In recognition of Remembrance Day 2017, the Canada’s First World War series on ActiveHistory.ca is pleased to publish this article by Laura Brandon, a former curator and historian at the Canadian War Museum. In the year of the centennial of the Battle of Vimy Ridge, Brandon’s piece sheds light on the design and meaning of the enormous monument to that battle in France, which has done so much to keep Vimy, and Canada’s military history, in the imagination of Canadians since it was unveiled in 1936.
By Laura Brandon
This article examines the Canada National Vimy Memorial in France as a work of art.[i] It explores its creator Walter Allward’s background, and the art historical inspirations and symbolic material he included in his monument. This aspect of his creation has not been written about in any detail and is not explored in recent publications that focus on the monument’s history as a battle site and national symbol.[ii]
Introduction
Situated on top of the ridge that overlooks the Douai Plain in northeastern France, the Canadian National Vimy Memorial (1936) commemorates the tragic yet successful April 1917 Battle of Vimy Ridge. It is for many Canadians an important marker of their nationhood and identity. It is also a magnificent monument to Canadian sacrifice during the First World War (1914?1918). Losses were staggering. On the Western Front, one Canadian in seven who served was killed. Overall, more than 60,000 soldiers of the 600,000-strong Canadian Expeditionary Force were killed, which is more than in all of the wars, or military missions, Canada has fought since then.

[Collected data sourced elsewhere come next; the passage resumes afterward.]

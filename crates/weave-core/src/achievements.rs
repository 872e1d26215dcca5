//! Achievement tracking.
//!
//! Each achievement kind is awarded at most once per user. The post-count
//! hook runs inside the post-creation transaction; the friend and group
//! hooks run after their transactions commit. Either way a failed award is
//! logged and never unwinds the action that triggered it.

use rusqlite::Connection;

use weave_db::queries::{achievements, friends, groups, posts};
use weave_types::notify::{AchievementKind, NotificationEvent, NotificationKind};
use weave_types::UserId;

use crate::{notify, Result, Social};

/// Achievement a user has earned.
#[derive(Debug, Clone)]
pub struct Achievement {
    pub kind: AchievementKind,
    pub description: String,
    pub earned_at: i64,
}

const ACTIVE_POSTER_POSTS: i64 = 10;
const SOCIAL_BUTTERFLY_FRIENDS: i64 = 5;
const GROUP_LEADER_GROUPS: i64 = 3;

fn description(kind: AchievementKind) -> &'static str {
    match kind {
        AchievementKind::ActivePoster => "Published 10 posts",
        AchievementKind::SocialButterfly => "Made 5 friends",
        AchievementKind::GroupLeader => "Created 3 groups",
    }
}

/// Award `kind` to the user if they do not hold it yet.
///
/// Returns `true` when a new row was inserted. The `achievement`
/// notification is ungated.
pub(crate) fn award(conn: &Connection, user_id: UserId, kind: AchievementKind) -> Result<bool> {
    if achievements::has(conn, user_id, kind.as_str())? {
        return Ok(false);
    }
    achievements::insert(conn, user_id, kind.as_str(), description(kind), weave_db::now())?;
    notify::route_swallow(
        conn,
        &NotificationEvent {
            recipient: user_id,
            kind: NotificationKind::Achievement,
            content: format!("Achievement unlocked: {}", description(kind)),
            related_id: None,
        },
    );
    tracing::info!(user_id, kind = kind.as_str(), "achievement awarded");
    Ok(true)
}

fn award_swallow(conn: &Connection, user_id: UserId, kind: AchievementKind) {
    if let Err(err) = award(conn, user_id, kind) {
        tracing::warn!(user_id, kind = kind.as_str(), %err, "achievement award failed");
    }
}

/// Creation-path hook: fires on every post whose count is a positive
/// multiple of the threshold.
pub(crate) fn on_post_created(conn: &Connection, user_id: UserId, post_count: i64) {
    if post_count > 0 && post_count % ACTIVE_POSTER_POSTS == 0 {
        award_swallow(conn, user_id, AchievementKind::ActivePoster);
    }
}

/// Hook for a newly accepted friendship; checks the butterfly threshold.
pub(crate) fn on_friend_accepted(conn: &Connection, user_id: UserId) {
    match friends::accepted_friend_count(conn, user_id) {
        Ok(count) if count >= SOCIAL_BUTTERFLY_FRIENDS => {
            award_swallow(conn, user_id, AchievementKind::SocialButterfly);
        }
        Ok(_) => {}
        Err(err) => tracing::warn!(user_id, %err, "friend count check failed"),
    }
}

/// Hook for a newly created group; checks the leader threshold.
pub(crate) fn on_group_created(conn: &Connection, user_id: UserId) {
    match groups::created_count(conn, user_id) {
        Ok(count) if count >= GROUP_LEADER_GROUPS => {
            award_swallow(conn, user_id, AchievementKind::GroupLeader);
        }
        Ok(_) => {}
        Err(err) => tracing::warn!(user_id, %err, "group count check failed"),
    }
}

impl Social {
    /// Re-evaluate every threshold for the user and award anything missing.
    ///
    /// Returns the kinds newly awarded by this call.
    pub fn evaluate_achievements(&mut self, user_id: UserId) -> Result<Vec<AchievementKind>> {
        let mut earned = Vec::new();

        if posts::count_by_author(&self.conn, user_id)? >= ACTIVE_POSTER_POSTS
            && award(&self.conn, user_id, AchievementKind::ActivePoster)?
        {
            earned.push(AchievementKind::ActivePoster);
        }
        if friends::accepted_friend_count(&self.conn, user_id)? >= SOCIAL_BUTTERFLY_FRIENDS
            && award(&self.conn, user_id, AchievementKind::SocialButterfly)?
        {
            earned.push(AchievementKind::SocialButterfly);
        }
        if groups::created_count(&self.conn, user_id)? >= GROUP_LEADER_GROUPS
            && award(&self.conn, user_id, AchievementKind::GroupLeader)?
        {
            earned.push(AchievementKind::GroupLeader);
        }
        Ok(earned)
    }

    /// Achievements the user holds, oldest first.
    pub fn achievements(&self, user_id: UserId) -> Result<Vec<Achievement>> {
        let rows = achievements::list(&self.conn, user_id)?;
        rows.into_iter()
            .map(|row| {
                let kind = row
                    .kind
                    .parse::<AchievementKind>()
                    .map_err(|_| weave_db::DbError::Constraint(format!(
                        "unknown achievement kind {:?}",
                        row.kind
                    )))?;
                Ok(Achievement {
                    kind,
                    description: row.description,
                    earned_at: row.earned_at,
                })
            })
            .collect()
    }
}

#[cfg(test)]
mod tests {
    use super::*;

    fn social_with_users(count: i64) -> Social {
        let mut social = Social::open_memory().expect("open");
        for id in 1..=count {
            social
                .register(id, &format!("user{id}"), false, "")
                .expect("register");
        }
        social
    }

    #[test]
    fn test_award_is_exactly_once() {
        let social = social_with_users(1);
        assert!(award(social.connection(), 1, AchievementKind::ActivePoster).expect("award"));
        assert!(!award(social.connection(), 1, AchievementKind::ActivePoster).expect("award"));

        let held = social.achievements(1).expect("list");
        assert_eq!(held.len(), 1);
        assert_eq!(held[0].kind, AchievementKind::ActivePoster);
    }

    #[test]
    fn test_award_notifies() {
        let social = social_with_users(1);
        award(social.connection(), 1, AchievementKind::GroupLeader).expect("award");

        let rows = social.notifications(1, 10).expect("list");
        assert_eq!(rows.len(), 1);
        assert_eq!(rows[0].kind, NotificationKind::Achievement);
    }

    #[test]
    fn test_social_butterfly_at_five_friends() {
        let mut social = social_with_users(6);
        for friend in 2..=5 {
            social.send_friend_request(1, friend).expect("request");
        }
        assert!(social.achievements(1).expect("list").is_empty());

        social.send_friend_request(1, 6).expect("request");
        let held = social.achievements(1).expect("list");
        assert_eq!(held.len(), 1);
        assert_eq!(held[0].kind, AchievementKind::SocialButterfly);
    }

    #[test]
    fn test_evaluate_awards_missing_kinds() {
        let mut social = social_with_users(6);
        for friend in 2..=6 {
            // Manual edges skip the trigger hook; evaluate must catch up.
            weave_db::queries::friends::insert_edge(
                social.connection(),
                1,
                friend,
                weave_types::social::FriendStatus::Accepted,
                100,
            )
            .expect("edge");
        }

        let earned = social.evaluate_achievements(1).expect("evaluate");
        assert_eq!(earned, vec![AchievementKind::SocialButterfly]);

        // Second run is a no-op.
        assert!(social.evaluate_achievements(1).expect("evaluate").is_empty());
    }
}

If the memorial on Vimy Ridge is Canada’s major international First World War monument, it is also the crowning achievement of its designer Walter Allward (1875-1955). By surveying some of its iconographic and artistic inspirations we can perhaps once again understand the monument as he first envisioned it. Freed from the inevitable accretions and losses of meaning that accompany eighty years of history, memory and politics, a number of the original denotations behind its multiple visual elements can be discerned.